Scan the entries below for the word "engine" and copy every line where it turns up.

(Extracted entries begins)

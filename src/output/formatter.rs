//! Output formatting

use crate::engine::gateway::ResultData;
use crate::error::Result;
use crate::output::human::format_human;
use crate::output::json::format_json;

#[derive(Debug, Clone, Copy, PartialEq, Eq, Default)]
pub enum OutputFormat {
    #[default]
    Human,
    Json,
}

pub fn format_output(result: &Result<ResultData>, format: &OutputFormat) -> String {
    match format {
        OutputFormat::Human => format_human(result),
        OutputFormat::Json => format_json(result),
    }
}
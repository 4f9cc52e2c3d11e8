//! Sandgate CLI - list directories and run scripts inside a working root

use anyhow::Context;
use clap::Parser;
use sandgate::cli::{Args, SubCommand};
use sandgate::{
    format_output, ExecutionRequest, FixedInterpreter, Gateway, ScriptRunner, SearchPath,
    WorkingRoot,
};
use tracing::{info, warn};
use tracing_subscriber::EnvFilter;

fn main() {
    let args = Args::parse();
    init_logging(args.verbose);

    match run(args) {
        Ok(true) => {}
        Ok(false) => std::process::exit(1),
        Err(e) => {
            eprintln!("Error: {:#}", e);
            std::process::exit(1);
        }
    }
}

fn init_logging(verbose: bool) {
    let default_level = if verbose { "debug" } else { "warn" };
    let filter = EnvFilter::try_from_default_env().unwrap_or_else(|_| EnvFilter::new(default_level));

    tracing_subscriber::fmt()
        .with_env_filter(filter)
        .with_writer(std::io::stderr)
        .with_target(false)
        .init();
}

/// Returns whether the printed result was a success.
fn run(args: Args) -> anyhow::Result<bool> {
    let output_format = args.output_format();

    let root = WorkingRoot::new(&args.root)
        .with_context(|| format!("invalid working root {}", args.root.display()))?;
    anyhow::ensure!(
        root.as_path().is_dir(),
        "working root {} is not a directory",
        root
    );

    let runner = match &args.interpreter {
        Some(path) => ScriptRunner::with_config(FixedInterpreter::new(path), args.runner_config()),
        None => ScriptRunner::with_config(SearchPath::default(), args.runner_config()),
    };
    if args.verbose {
        match runner.interpreter() {
            Ok(path) => info!(interpreter = %path.display(), root = %root, "gateway ready"),
            Err(e) => warn!(error = %e, "no interpreter available, run will fail"),
        }
    }
    let gateway = Gateway::new(root, runner);

    let result = match args.command {
        SubCommand::Ls { directory } => gateway.list(Some(directory.as_str())),
        SubCommand::Run { file, args: script_args } => {
            gateway.run(&ExecutionRequest::new(file).with_args(script_args))
        }
        SubCommand::Tools => {
            let decls = serde_json::to_string_pretty(&sandgate::declarations())?;
            println!("{}", decls);
            return Ok(true);
        }
        SubCommand::Call { name, arguments } => {
            let arguments: serde_json::Value =
                serde_json::from_str(&arguments).context("tool arguments must be valid JSON")?;
            sandgate::tools::dispatch(&gateway, &name, &arguments)
        }
    };

    println!("{}", format_output(&result, &output_format));
    Ok(result.is_ok())
}
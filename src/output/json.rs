//! JSON output formatting

use crate::engine::gateway::ResultData;
use crate::error::Result;
use serde_json::{json, Value};

pub fn format_json(result: &Result<ResultData>) -> String {
    let data: Value = match result {
        Ok(data) => json!({ "ok": serde_json::to_value(data).unwrap_or(json!(null)) }),
        Err(e) => json!({ "error": e.to_string() }),
    };

    serde_json::to_string_pretty(&data).unwrap_or_else(|_| "{}".to_string())
}
//! Script preconditions
//!
//! Checks run in a fixed order and the first failure wins: containment, then
//! "is a regular file", then the extension gate. Nothing is spawned until all
//! of them pass.

use crate::error::{GatewayError, Operation, Result};
use crate::security::{ResolvedPath, WorkingRoot};

/// What counts as a runnable script.
#[derive(Debug, Clone, PartialEq, Eq)]
pub struct ScriptKind {
    /// File extension without the leading dot, e.g. `py`
    pub extension: String,
    /// Human name used in error messages, e.g. `Python`
    pub label: String,
}

impl Default for ScriptKind {
    fn default() -> Self {
        Self {
            extension: "py".to_string(),
            label: "Python".to_string(),
        }
    }
}

/// Resolve `script_path` and check it is a runnable script of `kind`.
pub fn validate_script(
    root: &WorkingRoot,
    script_path: &str,
    kind: &ScriptKind,
) -> Result<ResolvedPath> {
    let resolved = root
        .resolve(script_path)
        .map_err(|e| GatewayError::OutsideWorkingRoot {
            operation: Operation::Execute,
            path: e.requested,
        })?;

    if !resolved.as_path().is_file() {
        return Err(GatewayError::NotAFile {
            path: script_path.to_string(),
        });
    }

    let has_extension = resolved
        .as_path()
        .file_name()
        .map(|name| {
            name.to_string_lossy()
                .ends_with(&format!(".{}", kind.extension))
        })
        .unwrap_or(false);

    if !has_extension {
        return Err(GatewayError::UnsupportedFileType {
            path: script_path.to_string(),
            label: kind.label.clone(),
        });
    }

    Ok(resolved)
}

#[cfg(test)]
mod tests {
    use super::*;
    use std::fs::{self, File};
    use tempfile::TempDir;

    fn setup() -> (TempDir, WorkingRoot) {
        let temp_dir = TempDir::new().unwrap();
        File::create(temp_dir.path().join("main.py")).unwrap();
        File::create(temp_dir.path().join("notes.txt")).unwrap();
        fs::create_dir(temp_dir.path().join("pkg.py")).unwrap();
        let root = WorkingRoot::new(temp_dir.path()).unwrap();
        (temp_dir, root)
    }

    #[test]
    fn test_valid_script() {
        let (temp_dir, root) = setup();
        let resolved = validate_script(&root, "main.py", &ScriptKind::default()).unwrap();
        assert_eq!(resolved.as_path(), temp_dir.path().join("main.py"));
    }

    #[test]
    fn test_outside_root_wins_over_other_checks() {
        let (_temp_dir, root) = setup();
        let err = validate_script(&root, "../missing.txt", &ScriptKind::default()).unwrap_err();
        assert!(matches!(
            err,
            GatewayError::OutsideWorkingRoot {
                operation: Operation::Execute,
                ..
            }
        ));
    }

    #[test]
    fn test_missing_file() {
        let (_temp_dir, root) = setup();
        let err = validate_script(&root, "nope.py", &ScriptKind::default()).unwrap_err();
        assert!(matches!(err, GatewayError::NotAFile { ref path } if path == "nope.py"));
    }

    #[test]
    fn test_directory_is_not_a_file_even_with_extension() {
        let (_temp_dir, root) = setup();
        let err = validate_script(&root, "pkg.py", &ScriptKind::default()).unwrap_err();
        assert!(matches!(err, GatewayError::NotAFile { .. }));
    }

    #[test]
    fn test_wrong_extension() {
        let (_temp_dir, root) = setup();
        let err = validate_script(&root, "notes.txt", &ScriptKind::default()).unwrap_err();
        assert!(matches!(
            err,
            GatewayError::UnsupportedFileType { ref path, ref label }
                if path == "notes.txt" && label == "Python"
        ));
        assert_eq!(err.to_string(), "\"notes.txt\" is not a Python file");
    }

    #[test]
    fn test_custom_kind() {
        let (temp_dir, root) = setup();
        File::create(temp_dir.path().join("build.sh")).unwrap();
        let kind = ScriptKind {
            extension: "sh".to_string(),
            label: "shell".to_string(),
        };
        assert!(validate_script(&root, "build.sh", &kind).is_ok());
        assert!(validate_script(&root, "main.py", &kind).is_err());
    }
}
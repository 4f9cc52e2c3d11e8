//! Sandgate - a sandboxed filesystem and script-execution gateway
//!
//! Sandgate lets an external caller, typically an automated agent, list
//! directories and run scripts while every path it supplies is confined to a
//! fixed working root.
//!
//! # Example
//!
//! ```no_run
//! use sandgate::{Gateway, ScriptRunner, SearchPath, WorkingRoot};
//!
//! let root = WorkingRoot::new("calculator").unwrap();
//! let gateway = Gateway::new(root, ScriptRunner::new(SearchPath::default()));
//! println!("{}", gateway.get_files_info(Some("pkg")));
//! println!("{}", gateway.run_python_file("main.py", &["3 + 5".to_string()]));
//! ```

pub mod cli;
pub mod engine;
pub mod error;
pub mod output;
pub mod script;
pub mod security;
pub mod tools;

pub use engine::{list_directory, DirectoryEntry, Gateway, ResultData};
pub use error::{GatewayError, Operation, Result};
pub use output::{format_output, OutputFormat};
pub use script::{
    ExecutionOutcome, ExecutionRequest, FixedInterpreter, InterpreterLocator, RunnerConfig,
    ScriptKind, ScriptRunner, SearchPath,
};
pub use security::{ContainmentError, ResolvedPath, WorkingRoot};
pub use tools::{declarations, ToolDeclaration};
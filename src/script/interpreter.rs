//! Interpreter discovery for script execution

use std::path::{Path, PathBuf};

use crate::error::{GatewayError, Result};

/// Finds the program that scripts are handed to.
pub trait InterpreterLocator: Send + Sync + std::fmt::Debug {
    fn locate(&self) -> Result<PathBuf>;
}

/// Always use one specific interpreter.
#[derive(Debug, Clone)]
pub struct FixedInterpreter {
    path: PathBuf,
}

impl FixedInterpreter {
    pub fn new(path: impl Into<PathBuf>) -> Self {
        Self { path: path.into() }
    }
}

impl InterpreterLocator for FixedInterpreter {
    fn locate(&self) -> Result<PathBuf> {
        Ok(self.path.clone())
    }
}

/// Search `PATH` for the first of several program names.
#[derive(Debug, Clone)]
pub struct SearchPath {
    candidates: Vec<String>,
}

impl Default for SearchPath {
    fn default() -> Self {
        Self::new(["python3", "python"])
    }
}

impl SearchPath {
    pub fn new<I, S>(candidates: I) -> Self
    where
        I: IntoIterator<Item = S>,
        S: Into<String>,
    {
        Self {
            candidates: candidates.into_iter().map(Into::into).collect(),
        }
    }

    fn find_in(&self, search_path: &std::ffi::OsStr) -> Option<PathBuf> {
        self.candidates.iter().find_map(|name| {
            std::env::split_paths(search_path)
                .map(|dir| dir.join(name))
                .find(|candidate| is_executable(candidate))
        })
    }
}

impl InterpreterLocator for SearchPath {
    fn locate(&self) -> Result<PathBuf> {
        std::env::var_os("PATH")
            .and_then(|search_path| self.find_in(&search_path))
            .ok_or_else(|| GatewayError::InterpreterNotFound {
                candidates: self.candidates.clone(),
            })
    }
}

#[cfg(unix)]
fn is_executable(path: &Path) -> bool {
    use std::os::unix::fs::PermissionsExt;

    path.metadata()
        .map(|m| m.is_file() && m.permissions().mode() & 0o111 != 0)
        .unwrap_or(false)
}

#[cfg(not(unix))]
fn is_executable(path: &Path) -> bool {
    path.is_file()
}
//! Security module for Sandgate

pub mod resolver;

pub use resolver::{ContainmentError, ResolvedPath, WorkingRoot};
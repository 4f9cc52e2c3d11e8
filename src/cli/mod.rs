//! Command-line front end

pub mod args;

pub use args::{Args, SubCommand};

(Extracted entries ends)

# Exercise response
use crate::engine::gateway::ResultData;
use crate::engine::gateway::ResultData;
pub mod engine;
pub use engine::{list_directory, DirectoryEntry, Gateway, ResultData};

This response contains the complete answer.